Btw, as for the strap mod, I'm starting to think it's a very good idea indeed...

Today I properly noticed how the face is stealth black, but the strap is only normal black. If the strap were the same (matte) black as the face, then there'd be a more compelling reason not to junk it, but as it is I am now SURE I'm doing the right thing by trying the Suunto clip mod and using a 22mm black Maratac Zulu with black fittings.

It's on its way to me now from the states. Pic to follow...


----------



## j4ckal (Jul 22, 2010)

Om_nom_nom_Watches! said:


> Btw, as for the strap mod, I'm starting to think it's a very good idea indeed...
> 
> Today I properly noticed how the face is stealth black, but the strap is only normal black. If the strap were the same (matte) black as the face, then there'd be a more compelling reason not to junk it, but as it is I am now SURE I'm doing the right thing by trying the Suunto clip mod and using a 22mm black Maratac Zulu with black fittings.
> 
> It's on its way to me now from the states. Pic to follow...


Yeh, make sure you post some pics up once done B)


----------



## TVDinner (Jul 22, 2010)

Great pictures and a super good review. Thanks for the post.
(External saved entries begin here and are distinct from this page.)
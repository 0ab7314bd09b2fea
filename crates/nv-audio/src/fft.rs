use nv_core::config::WindowFunction;
use realfft::RealFftPlanner;

/// FFT pipeline: windowed, optionally zero-padded real FFT using realfft.
///
/// Pre-allocates the FFT plan and scratch buffers for zero-allocation hot path.
/// The output is a power spectrum calibrated so that a sinusoid of amplitude `A`
/// centered on a bin reads `A²` in that bin.
///
/// Zero padding (`zero_pad > 1`) only interpolates the spectrum between bins: the
/// true frequency resolution stays `sample_rate / frame_len`.
///
/// # Example
/// ```
/// use nv_audio::fft::FftPipeline;
/// use nv_core::config::WindowFunction;
/// let fft = FftPipeline::new(1024, 2, WindowFunction::Hann, 44100);
/// assert_eq!(fft.fft_size(), 2048);
/// assert_eq!(fft.bins(), 1025);
/// ```
pub struct FftPipeline {
    fft_size: usize,
    frame_len: usize,
    bin_hz: f32,
    input_buf: Vec<f32>,
    spectrum_buf: Vec<realfft::num_complex::Complex<f32>>,
    scratch: Vec<realfft::num_complex::Complex<f32>>,
    plan: std::sync::Arc<dyn realfft::RealToComplex<f32>>,
    /// Window coefficients, `frame_len` long.
    window: Vec<f32>,
    /// Amplitude calibration: 2 / Σ window.
    scale: f32,
    power: Vec<f32>,
}

impl FftPipeline {
    /// Create a pipeline that windows `frame_len` samples and transforms
    /// `frame_len * zero_pad` points.
    ///
    /// # Panics
    /// Panics if `frame_len` or `zero_pad` is 0.
    #[must_use]
    pub fn new(frame_len: usize, zero_pad: usize, window: WindowFunction, sample_rate: u32) -> Self {
        assert!(frame_len > 0, "FFT frame length must be > 0");
        assert!(zero_pad > 0, "zero padding factor must be > 0");

        let size = frame_len * zero_pad;
        let mut planner = RealFftPlanner::<f32>::new();
        let plan = planner.plan_fft_forward(size);

        let input_buf = plan.make_input_vec();
        let spectrum_buf = plan.make_output_vec();
        let scratch = plan.make_scratch_vec();
        let power = vec![0.0; spectrum_buf.len()];

        let window = window_coefficients(window, frame_len);
        let sum: f32 = window.iter().sum();
        let scale = if sum > 0.0 { 2.0 / sum } else { 0.0 };

        Self {
            fft_size: size,
            frame_len,
            bin_hz: sample_rate as f32 / size as f32,
            input_buf,
            spectrum_buf,
            scratch,
            plan,
            window,
            scale,
            power,
        }
    }

    /// Process the most recent `frame_len` samples of `samples` through the windowed FFT.
    ///
    /// Shorter input is zero-filled. Returns the power spectrum (N/2+1 bins), with
    /// every non-finite value replaced by 0.
    ///
    /// # Example
    /// ```
    /// use nv_audio::fft::FftPipeline;
    /// use nv_core::config::WindowFunction;
    /// let mut fft = FftPipeline::new(256, 1, WindowFunction::Hann, 44100);
    /// let samples = vec![0.0f32; 256];
    /// let spectrum = fft.process(&samples);
    /// assert_eq!(spectrum.len(), 129); // N/2 + 1
    /// ```
    pub fn process(&mut self, samples: &[f32]) -> &[f32] {
        let recent = if samples.len() > self.frame_len {
            &samples[samples.len() - self.frame_len..]
        } else {
            samples
        };

        // Copy and window; zero padding fills the tail
        for (i, slot) in self.input_buf.iter_mut().enumerate() {
            *slot = match (recent.get(i), self.window.get(i)) {
                (Some(&s), Some(&w)) if s.is_finite() => s * w,
                _ => 0.0,
            };
        }

        // Forward FFT
        if self
            .plan
            .process_with_scratch(&mut self.input_buf, &mut self.spectrum_buf, &mut self.scratch)
            .is_err()
        {
            self.power.fill(0.0);
            return &self.power;
        }

        let scale_sq = self.scale * self.scale;
        for (p, c) in self.power.iter_mut().zip(self.spectrum_buf.iter()) {
            let v = (c.re * c.re + c.im * c.im) * scale_sq;
            *p = if v.is_finite() { v } else { 0.0 };
        }
        &self.power
    }

    /// Transform length (including zero padding).
    #[must_use]
    pub fn fft_size(&self) -> usize {
        self.fft_size
    }

    /// Windowed frame length.
    #[must_use]
    pub fn frame_len(&self) -> usize {
        self.frame_len
    }

    /// Number of output bins (N/2 + 1).
    #[must_use]
    pub fn bins(&self) -> usize {
        self.power.len()
    }

    /// Bin spacing in Hz.
    #[must_use]
    pub fn bin_hz(&self) -> f32 {
        self.bin_hz
    }
}

/// Symmetric window coefficients of length `len`.
///
/// # Example
/// ```
/// use nv_audio::fft::window_coefficients;
/// use nv_core::config::WindowFunction;
/// let w = window_coefficients(WindowFunction::Hann, 5);
/// assert!(w[0].abs() < 1e-6);
/// assert!((w[2] - 1.0).abs() < 1e-6);
/// ```
#[must_use]
pub fn window_coefficients(kind: WindowFunction, len: usize) -> Vec<f32> {
    if len < 2 {
        return vec![1.0; len];
    }
    let denom = (len - 1) as f32;
    (0..len)
        .map(|i| {
            let x = 2.0 * std::f32::consts::PI * i as f32 / denom;
            match kind {
                WindowFunction::Hann => 0.5 * (1.0 - x.cos()),
                WindowFunction::Hamming => 0.54 - 0.46 * x.cos(),
                WindowFunction::Blackman => 0.42 - 0.5 * x.cos() + 0.08 * (2.0 * x).cos(),
            }
        })
        .collect()
}

#[cfg(test)]
mod tests {
    use super::*;

    fn sine(freq: f32, amp: f32, rate: u32, len: usize) -> Vec<f32> {
        (0..len)
            .map(|n| amp * (2.0 * std::f32::consts::PI * freq * n as f32 / rate as f32).sin())
            .collect()
    }

    #[test]
    fn calibrated_power_on_bin_centered_sine() {
        let mut fft = FftPipeline::new(1024, 1, WindowFunction::Hann, 44100);
        // Exactly bin 64
        let freq = 64.0 * fft.bin_hz();
        let power = fft.process(&sine(freq, 0.5, 44100, 1024)).to_vec();
        let (peak_bin, peak) = power
            .iter()
            .enumerate()
            .fold((0, 0.0f32), |acc, (i, &p)| if p > acc.1 { (i, p) } else { acc });
        assert_eq!(peak_bin, 64);
        assert!((peak - 0.25).abs() < 0.01, "peak power {peak}");
    }

    #[test]
    fn zero_padding_doubles_bins_not_resolution() {
        let fft = FftPipeline::new(1024, 2, WindowFunction::Hamming, 44100);
        assert_eq!(fft.bins(), 1025);
        assert!((fft.bin_hz() - 44100.0 / 2048.0).abs() < 1e-4);
        assert_eq!(fft.frame_len(), 1024);
    }

    #[test]
    fn uses_most_recent_samples() {
        let mut fft = FftPipeline::new(256, 1, WindowFunction::Hann, 44100);
        let mut samples = vec![0.0f32; 256];
        samples.extend(sine(1000.0, 0.8, 44100, 256));
        let power: f32 = fft.process(&samples).iter().sum();
        assert!(power > 0.1);
    }

    #[test]
    fn non_finite_input_is_sanitized() {
        let mut fft = FftPipeline::new(64, 1, WindowFunction::Blackman, 8000);
        let mut samples = vec![0.1f32; 64];
        samples[3] = f32::NAN;
        samples[10] = f32::INFINITY;
        assert!(fft.process(&samples).iter().all(|p| p.is_finite()));
    }

    #[test]
    fn window_shapes() {
        let hamming = window_coefficients(WindowFunction::Hamming, 9);
        assert!((hamming[0] - 0.08).abs() < 1e-5);
        let blackman = window_coefficients(WindowFunction::Blackman, 9);
        assert!(blackman[0].abs() < 1e-5);
        assert!((blackman[4] - 1.0).abs() < 1e-5);
        assert_eq!(window_coefficients(WindowFunction::Hann, 1), vec![1.0]);
    }
}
I enjoyed learning about the watch!


----------



## Guest (Jul 27, 2010)

Hearted by the positive responses to this! :derisive:

If you would like to see the strap mod I've done today, it's all...

HERE :thumbsup:


----------



## PaulT (Jul 14, 2010)

I was perusing my local jewelry chain window display when I found this...



Uploaded with ImageShack.us

Well, at that price it seemed rude not to! :hypocrite: Especially as my circa 1997 G-Shock is starting to suffer the ravages of time  (Case plastic starting to crack/come apart)



Uploaded with ImageShack.us

Wasn't sure about the olive green colour at first but it's starting to grow on me now  Jeez though, the buttons are stiff!


----------



## Guest (Jul 28, 2010)

Good find!

:cheers:

Has a bit of a military feel to it in that colour. Negative display too. Great value for sure at that price!!!


----------



## Guest (Jul 31, 2010)

j4ckal said:


> Yeh, make sure you post some pics up once done B)


Here it is with the Suunto clips and a black leather 22mm nato (the Maratac Zulu is still on its way in the post).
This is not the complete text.